**Exercise prompt**
Using the listing below, print exactly everything from the line with "Defines the generic" down to the line with "pub mod instrument;", both included, and nothing more.

**Source records**
——
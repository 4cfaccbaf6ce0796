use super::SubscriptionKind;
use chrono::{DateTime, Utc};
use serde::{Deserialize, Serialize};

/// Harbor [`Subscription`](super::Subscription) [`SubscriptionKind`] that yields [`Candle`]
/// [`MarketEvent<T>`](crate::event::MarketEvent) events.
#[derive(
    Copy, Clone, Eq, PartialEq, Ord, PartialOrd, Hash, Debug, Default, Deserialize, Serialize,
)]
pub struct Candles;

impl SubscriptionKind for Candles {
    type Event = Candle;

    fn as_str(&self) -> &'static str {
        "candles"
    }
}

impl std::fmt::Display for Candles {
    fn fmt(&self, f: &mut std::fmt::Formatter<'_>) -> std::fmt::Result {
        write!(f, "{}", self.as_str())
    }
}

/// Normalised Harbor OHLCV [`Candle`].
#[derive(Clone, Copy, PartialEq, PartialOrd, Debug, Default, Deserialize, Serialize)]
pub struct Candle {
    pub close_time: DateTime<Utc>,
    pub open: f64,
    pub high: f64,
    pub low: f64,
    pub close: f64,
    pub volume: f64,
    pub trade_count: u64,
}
——
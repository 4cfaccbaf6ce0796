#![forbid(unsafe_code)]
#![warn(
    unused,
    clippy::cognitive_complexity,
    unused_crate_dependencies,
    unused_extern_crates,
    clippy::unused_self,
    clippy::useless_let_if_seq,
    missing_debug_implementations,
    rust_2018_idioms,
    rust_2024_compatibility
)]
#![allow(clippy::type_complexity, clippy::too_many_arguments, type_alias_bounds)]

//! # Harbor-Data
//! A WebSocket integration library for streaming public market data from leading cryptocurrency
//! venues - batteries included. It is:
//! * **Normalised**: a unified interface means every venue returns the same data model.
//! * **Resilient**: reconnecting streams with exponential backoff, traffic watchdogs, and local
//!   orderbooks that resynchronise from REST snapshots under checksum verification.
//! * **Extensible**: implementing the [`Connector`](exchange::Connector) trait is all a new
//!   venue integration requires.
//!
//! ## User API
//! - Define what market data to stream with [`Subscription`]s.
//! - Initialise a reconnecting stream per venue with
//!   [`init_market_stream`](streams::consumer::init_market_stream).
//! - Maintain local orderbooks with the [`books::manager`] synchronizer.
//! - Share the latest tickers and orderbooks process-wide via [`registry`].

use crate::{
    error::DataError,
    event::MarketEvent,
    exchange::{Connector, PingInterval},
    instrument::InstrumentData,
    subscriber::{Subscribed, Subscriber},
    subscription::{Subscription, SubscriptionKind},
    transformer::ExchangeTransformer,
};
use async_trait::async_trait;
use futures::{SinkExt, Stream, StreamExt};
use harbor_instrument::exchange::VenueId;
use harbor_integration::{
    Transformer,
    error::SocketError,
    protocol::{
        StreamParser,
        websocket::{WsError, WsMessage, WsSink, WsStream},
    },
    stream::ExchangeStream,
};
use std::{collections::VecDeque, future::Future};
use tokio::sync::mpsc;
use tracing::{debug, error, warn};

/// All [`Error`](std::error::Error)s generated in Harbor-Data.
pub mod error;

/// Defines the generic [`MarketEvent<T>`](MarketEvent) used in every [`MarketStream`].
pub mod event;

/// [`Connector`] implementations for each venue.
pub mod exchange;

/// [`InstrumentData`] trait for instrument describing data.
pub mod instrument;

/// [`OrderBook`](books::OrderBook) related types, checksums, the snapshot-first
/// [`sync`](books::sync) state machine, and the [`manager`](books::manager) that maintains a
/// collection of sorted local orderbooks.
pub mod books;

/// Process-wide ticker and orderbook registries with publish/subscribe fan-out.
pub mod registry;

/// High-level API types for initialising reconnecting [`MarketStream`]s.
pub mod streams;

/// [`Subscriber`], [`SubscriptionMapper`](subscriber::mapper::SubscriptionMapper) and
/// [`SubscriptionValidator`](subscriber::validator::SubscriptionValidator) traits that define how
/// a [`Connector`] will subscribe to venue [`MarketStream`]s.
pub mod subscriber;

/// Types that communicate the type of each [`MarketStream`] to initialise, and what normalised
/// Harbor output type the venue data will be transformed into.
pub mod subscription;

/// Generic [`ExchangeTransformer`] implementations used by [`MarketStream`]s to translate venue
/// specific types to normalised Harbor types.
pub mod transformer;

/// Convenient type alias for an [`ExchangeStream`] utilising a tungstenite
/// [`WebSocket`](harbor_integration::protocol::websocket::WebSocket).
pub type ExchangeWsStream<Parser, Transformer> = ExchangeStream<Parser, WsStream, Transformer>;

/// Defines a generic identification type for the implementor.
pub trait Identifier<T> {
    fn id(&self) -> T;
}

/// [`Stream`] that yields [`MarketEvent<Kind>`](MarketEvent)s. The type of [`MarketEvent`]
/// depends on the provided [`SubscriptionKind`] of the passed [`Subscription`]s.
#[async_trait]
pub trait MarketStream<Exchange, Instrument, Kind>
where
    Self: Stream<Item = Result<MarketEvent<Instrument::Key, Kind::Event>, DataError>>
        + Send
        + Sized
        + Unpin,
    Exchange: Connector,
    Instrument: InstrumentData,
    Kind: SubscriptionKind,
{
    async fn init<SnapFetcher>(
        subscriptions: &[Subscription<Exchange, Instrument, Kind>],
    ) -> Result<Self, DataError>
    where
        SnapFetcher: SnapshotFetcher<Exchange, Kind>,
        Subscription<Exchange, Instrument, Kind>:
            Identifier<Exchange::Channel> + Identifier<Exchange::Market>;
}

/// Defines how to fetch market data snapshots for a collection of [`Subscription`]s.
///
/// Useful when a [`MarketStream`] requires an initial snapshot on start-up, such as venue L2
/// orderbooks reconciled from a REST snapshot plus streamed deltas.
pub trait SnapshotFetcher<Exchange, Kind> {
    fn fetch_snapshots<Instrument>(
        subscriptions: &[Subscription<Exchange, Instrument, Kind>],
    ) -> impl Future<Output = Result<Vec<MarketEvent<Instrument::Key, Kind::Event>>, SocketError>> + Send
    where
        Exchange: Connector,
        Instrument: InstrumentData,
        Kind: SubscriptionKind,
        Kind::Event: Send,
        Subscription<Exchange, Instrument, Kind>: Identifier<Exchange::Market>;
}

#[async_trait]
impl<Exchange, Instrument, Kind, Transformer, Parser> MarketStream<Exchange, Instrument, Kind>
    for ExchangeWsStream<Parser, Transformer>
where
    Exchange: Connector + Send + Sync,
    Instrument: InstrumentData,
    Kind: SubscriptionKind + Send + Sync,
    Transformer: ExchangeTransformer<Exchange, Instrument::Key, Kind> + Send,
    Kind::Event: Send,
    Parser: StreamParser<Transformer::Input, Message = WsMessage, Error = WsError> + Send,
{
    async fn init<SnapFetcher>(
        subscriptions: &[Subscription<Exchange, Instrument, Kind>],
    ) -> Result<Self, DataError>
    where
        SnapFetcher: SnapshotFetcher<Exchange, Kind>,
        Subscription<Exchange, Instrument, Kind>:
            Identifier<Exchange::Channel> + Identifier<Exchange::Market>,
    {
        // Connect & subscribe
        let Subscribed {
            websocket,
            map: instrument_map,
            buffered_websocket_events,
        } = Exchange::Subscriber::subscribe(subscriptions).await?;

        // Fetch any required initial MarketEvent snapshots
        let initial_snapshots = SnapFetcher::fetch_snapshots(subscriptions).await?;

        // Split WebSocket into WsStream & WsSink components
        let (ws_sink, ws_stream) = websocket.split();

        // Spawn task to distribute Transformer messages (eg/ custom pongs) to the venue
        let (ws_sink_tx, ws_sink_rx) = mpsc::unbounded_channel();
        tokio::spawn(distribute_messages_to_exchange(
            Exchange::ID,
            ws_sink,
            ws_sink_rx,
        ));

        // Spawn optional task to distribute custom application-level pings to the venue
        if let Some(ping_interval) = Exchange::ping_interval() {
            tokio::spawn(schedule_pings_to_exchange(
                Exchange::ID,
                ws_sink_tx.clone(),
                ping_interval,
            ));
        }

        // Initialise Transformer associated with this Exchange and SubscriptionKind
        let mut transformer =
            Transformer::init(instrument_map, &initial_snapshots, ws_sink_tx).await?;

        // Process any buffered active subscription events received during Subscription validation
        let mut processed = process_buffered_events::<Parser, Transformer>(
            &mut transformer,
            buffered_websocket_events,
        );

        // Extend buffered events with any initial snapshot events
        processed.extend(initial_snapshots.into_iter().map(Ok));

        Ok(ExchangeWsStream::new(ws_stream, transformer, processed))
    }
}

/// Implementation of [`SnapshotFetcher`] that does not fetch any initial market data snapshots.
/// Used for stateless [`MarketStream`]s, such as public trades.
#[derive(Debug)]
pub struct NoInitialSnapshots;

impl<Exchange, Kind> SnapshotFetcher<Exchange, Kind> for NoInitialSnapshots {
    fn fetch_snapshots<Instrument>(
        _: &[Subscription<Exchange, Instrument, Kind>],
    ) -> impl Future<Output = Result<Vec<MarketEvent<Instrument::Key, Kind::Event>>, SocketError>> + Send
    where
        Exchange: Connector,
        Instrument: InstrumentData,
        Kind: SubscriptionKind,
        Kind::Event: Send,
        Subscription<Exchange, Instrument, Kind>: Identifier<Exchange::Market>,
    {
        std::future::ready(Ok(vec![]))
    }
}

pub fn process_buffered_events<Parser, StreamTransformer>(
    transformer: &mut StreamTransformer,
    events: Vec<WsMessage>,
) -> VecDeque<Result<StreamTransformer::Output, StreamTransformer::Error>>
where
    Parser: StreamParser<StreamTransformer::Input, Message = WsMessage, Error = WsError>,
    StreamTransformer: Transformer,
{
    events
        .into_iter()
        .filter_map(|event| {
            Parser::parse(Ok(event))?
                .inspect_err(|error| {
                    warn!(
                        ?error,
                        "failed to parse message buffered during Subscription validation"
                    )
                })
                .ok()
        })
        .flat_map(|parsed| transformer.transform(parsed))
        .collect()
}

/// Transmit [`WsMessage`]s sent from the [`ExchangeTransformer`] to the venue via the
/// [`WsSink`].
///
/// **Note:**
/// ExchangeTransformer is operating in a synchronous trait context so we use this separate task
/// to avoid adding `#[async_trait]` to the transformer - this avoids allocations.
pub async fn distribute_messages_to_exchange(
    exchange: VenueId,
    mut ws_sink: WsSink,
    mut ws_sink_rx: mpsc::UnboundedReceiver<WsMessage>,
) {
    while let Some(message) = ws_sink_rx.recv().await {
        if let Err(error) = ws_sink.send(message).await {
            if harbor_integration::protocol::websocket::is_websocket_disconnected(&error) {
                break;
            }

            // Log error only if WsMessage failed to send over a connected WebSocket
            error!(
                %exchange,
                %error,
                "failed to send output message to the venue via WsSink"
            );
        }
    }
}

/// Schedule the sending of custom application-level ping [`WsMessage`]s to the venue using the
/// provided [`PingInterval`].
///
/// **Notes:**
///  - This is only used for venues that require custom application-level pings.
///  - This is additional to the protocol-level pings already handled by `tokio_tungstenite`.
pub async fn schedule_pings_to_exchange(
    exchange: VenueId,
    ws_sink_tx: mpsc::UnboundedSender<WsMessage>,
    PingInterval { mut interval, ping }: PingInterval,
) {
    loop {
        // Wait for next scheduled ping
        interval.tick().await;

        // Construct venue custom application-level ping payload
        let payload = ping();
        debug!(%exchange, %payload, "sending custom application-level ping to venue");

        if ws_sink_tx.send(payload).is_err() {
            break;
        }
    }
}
——
**Result for this task**
/// Defines the generic [`MarketEvent<T>`](MarketEvent) used in every [`MarketStream`].
pub mod event;

/// [`Connector`] implementations for each venue.
pub mod exchange;

/// [`InstrumentData`] trait for instrument describing data.
pub mod instrument;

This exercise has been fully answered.